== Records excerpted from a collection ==
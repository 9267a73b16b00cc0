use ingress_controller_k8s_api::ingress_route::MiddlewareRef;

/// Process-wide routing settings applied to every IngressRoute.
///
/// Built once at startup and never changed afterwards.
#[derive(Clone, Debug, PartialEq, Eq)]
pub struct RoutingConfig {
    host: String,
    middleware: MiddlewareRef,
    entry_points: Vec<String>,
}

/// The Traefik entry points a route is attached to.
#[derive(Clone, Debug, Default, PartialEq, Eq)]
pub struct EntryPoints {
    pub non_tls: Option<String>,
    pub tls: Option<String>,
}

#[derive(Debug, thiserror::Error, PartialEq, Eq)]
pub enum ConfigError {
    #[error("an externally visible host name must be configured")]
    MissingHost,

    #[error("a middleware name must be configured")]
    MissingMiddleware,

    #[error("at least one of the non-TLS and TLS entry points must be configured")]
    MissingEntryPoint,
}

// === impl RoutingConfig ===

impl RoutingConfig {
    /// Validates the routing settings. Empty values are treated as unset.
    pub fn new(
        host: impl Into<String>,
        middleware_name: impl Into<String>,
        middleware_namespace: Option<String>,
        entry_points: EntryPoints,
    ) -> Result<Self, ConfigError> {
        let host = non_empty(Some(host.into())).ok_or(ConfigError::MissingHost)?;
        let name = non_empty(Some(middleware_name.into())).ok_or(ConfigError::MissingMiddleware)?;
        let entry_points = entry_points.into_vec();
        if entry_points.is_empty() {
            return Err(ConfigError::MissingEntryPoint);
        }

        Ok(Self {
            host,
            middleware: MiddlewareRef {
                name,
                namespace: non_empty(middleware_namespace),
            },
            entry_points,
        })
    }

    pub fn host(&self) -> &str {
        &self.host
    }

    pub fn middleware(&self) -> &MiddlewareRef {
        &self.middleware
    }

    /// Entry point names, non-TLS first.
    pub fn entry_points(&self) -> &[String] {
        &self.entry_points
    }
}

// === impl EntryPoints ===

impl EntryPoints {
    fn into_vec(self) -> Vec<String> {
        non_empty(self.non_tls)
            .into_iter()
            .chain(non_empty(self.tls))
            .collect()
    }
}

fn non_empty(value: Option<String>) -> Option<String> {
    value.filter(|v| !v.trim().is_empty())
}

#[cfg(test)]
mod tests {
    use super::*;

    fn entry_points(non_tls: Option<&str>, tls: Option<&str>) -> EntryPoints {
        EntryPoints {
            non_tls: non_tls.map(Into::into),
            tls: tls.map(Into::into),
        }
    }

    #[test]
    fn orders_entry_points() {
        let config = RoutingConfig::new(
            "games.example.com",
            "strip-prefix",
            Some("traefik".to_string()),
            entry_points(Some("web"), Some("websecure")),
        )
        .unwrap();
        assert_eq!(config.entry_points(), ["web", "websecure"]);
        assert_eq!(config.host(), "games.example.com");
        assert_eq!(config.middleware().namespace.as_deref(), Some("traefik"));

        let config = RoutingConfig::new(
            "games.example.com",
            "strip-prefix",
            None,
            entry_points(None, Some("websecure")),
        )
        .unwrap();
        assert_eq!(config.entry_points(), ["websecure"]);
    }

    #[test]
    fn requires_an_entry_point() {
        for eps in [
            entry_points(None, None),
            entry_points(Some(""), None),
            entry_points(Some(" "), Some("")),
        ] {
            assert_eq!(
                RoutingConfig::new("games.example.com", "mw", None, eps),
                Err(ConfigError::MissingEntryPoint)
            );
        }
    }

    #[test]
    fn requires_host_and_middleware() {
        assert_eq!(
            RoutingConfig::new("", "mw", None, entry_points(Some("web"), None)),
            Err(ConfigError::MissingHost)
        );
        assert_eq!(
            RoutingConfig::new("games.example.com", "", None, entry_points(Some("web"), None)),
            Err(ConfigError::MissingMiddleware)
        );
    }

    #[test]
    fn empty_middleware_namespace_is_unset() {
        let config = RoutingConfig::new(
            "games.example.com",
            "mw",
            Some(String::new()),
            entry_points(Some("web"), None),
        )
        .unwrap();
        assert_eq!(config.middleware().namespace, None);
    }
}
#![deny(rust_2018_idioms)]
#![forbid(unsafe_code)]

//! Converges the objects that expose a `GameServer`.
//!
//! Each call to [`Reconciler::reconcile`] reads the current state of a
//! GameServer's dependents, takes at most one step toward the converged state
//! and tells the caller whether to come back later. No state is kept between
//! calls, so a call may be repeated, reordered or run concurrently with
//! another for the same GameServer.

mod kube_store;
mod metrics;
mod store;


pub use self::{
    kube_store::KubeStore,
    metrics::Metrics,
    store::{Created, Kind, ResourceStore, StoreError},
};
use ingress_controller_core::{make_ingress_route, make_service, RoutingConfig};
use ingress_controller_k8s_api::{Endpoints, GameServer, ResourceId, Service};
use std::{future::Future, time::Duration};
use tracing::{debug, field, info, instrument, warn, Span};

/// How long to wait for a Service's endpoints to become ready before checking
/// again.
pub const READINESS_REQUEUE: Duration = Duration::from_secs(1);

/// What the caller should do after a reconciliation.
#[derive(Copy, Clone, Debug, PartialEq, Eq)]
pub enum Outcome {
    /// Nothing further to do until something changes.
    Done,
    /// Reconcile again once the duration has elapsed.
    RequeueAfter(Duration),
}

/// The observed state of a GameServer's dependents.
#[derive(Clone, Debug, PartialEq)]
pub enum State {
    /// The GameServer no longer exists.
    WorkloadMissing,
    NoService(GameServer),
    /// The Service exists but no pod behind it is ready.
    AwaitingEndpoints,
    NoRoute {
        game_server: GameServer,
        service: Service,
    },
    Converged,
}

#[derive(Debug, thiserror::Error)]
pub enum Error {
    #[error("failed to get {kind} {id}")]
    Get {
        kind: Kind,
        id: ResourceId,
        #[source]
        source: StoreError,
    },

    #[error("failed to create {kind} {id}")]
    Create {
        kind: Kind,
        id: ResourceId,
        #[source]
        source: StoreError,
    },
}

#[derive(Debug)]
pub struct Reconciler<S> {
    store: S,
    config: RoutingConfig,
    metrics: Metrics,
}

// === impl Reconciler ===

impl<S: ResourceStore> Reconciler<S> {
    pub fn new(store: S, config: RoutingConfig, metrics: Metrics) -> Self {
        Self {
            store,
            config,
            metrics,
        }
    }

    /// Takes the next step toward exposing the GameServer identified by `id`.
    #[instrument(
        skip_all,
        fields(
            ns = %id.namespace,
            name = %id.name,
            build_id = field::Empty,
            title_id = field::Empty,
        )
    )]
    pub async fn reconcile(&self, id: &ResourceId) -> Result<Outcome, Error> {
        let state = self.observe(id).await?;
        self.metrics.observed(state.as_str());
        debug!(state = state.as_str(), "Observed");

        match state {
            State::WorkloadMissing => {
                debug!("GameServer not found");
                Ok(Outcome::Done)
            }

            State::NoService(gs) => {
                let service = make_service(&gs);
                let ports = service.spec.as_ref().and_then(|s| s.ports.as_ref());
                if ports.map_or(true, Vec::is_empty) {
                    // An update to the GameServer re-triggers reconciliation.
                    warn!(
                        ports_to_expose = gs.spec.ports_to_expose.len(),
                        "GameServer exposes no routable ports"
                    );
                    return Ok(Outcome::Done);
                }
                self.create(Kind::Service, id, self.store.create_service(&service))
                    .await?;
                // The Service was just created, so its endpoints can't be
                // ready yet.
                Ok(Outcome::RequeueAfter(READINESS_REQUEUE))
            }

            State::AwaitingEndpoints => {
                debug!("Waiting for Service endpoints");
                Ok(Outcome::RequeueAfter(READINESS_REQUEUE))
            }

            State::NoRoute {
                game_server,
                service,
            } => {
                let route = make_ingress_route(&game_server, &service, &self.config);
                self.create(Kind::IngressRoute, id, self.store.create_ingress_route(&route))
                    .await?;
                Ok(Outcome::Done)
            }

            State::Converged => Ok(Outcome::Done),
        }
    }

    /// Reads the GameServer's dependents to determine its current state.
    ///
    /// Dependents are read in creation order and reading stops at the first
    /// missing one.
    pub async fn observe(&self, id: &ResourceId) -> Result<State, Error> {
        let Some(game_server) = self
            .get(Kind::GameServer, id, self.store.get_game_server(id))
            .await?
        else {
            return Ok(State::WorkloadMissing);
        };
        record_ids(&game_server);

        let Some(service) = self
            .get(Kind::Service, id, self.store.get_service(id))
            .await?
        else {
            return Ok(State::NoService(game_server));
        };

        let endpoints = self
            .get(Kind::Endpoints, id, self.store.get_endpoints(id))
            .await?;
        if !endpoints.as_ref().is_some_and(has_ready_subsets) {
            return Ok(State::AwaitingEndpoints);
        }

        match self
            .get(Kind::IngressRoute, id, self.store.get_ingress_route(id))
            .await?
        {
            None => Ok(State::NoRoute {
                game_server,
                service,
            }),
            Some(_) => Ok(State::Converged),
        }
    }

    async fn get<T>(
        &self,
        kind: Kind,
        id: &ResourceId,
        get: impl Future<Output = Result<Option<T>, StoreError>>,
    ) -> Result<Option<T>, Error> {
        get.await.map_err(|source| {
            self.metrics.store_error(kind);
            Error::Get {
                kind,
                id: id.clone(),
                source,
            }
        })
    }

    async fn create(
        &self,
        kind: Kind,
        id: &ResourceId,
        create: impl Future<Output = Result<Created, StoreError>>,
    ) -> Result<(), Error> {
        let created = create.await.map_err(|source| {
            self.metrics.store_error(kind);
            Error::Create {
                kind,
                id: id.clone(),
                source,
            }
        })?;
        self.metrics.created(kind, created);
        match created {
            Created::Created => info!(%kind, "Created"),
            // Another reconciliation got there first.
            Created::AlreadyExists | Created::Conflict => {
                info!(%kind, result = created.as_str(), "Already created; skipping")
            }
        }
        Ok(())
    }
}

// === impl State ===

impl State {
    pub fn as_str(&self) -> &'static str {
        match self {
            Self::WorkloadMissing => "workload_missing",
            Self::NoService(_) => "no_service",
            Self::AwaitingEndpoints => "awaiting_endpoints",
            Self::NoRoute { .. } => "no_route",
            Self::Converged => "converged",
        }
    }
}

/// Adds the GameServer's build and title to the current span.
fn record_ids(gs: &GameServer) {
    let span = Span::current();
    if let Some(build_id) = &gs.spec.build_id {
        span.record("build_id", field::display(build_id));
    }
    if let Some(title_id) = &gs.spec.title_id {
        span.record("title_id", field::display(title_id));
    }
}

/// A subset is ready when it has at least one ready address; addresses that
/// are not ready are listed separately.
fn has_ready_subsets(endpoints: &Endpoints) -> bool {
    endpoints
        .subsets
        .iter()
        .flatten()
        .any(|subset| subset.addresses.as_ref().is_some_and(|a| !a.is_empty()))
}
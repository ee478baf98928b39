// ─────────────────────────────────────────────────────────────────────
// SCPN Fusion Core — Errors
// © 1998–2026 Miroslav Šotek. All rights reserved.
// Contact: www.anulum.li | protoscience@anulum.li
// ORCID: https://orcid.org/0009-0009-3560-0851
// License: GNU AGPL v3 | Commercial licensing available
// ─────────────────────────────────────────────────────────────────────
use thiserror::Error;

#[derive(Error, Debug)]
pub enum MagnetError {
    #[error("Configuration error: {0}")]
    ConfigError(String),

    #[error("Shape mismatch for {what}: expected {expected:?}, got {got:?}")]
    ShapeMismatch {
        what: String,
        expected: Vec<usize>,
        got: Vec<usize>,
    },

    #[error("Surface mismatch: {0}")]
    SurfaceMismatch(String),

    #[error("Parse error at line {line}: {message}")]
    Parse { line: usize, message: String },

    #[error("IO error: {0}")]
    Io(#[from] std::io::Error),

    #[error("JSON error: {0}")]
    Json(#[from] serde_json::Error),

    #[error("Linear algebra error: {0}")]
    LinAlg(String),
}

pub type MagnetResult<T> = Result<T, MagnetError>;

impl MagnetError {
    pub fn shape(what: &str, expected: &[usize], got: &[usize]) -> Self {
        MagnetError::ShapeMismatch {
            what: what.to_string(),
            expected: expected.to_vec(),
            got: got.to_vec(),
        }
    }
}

== WHAT IS NEEDED ==
Whenever a line includes the word "WorkloadMissing", pull it out of the entries.

== RESPONSE AREA ==
    WorkloadMissing,
            State::WorkloadMissing => {
            return Ok(State::WorkloadMissing);
            Self::WorkloadMissing => "workload_missing",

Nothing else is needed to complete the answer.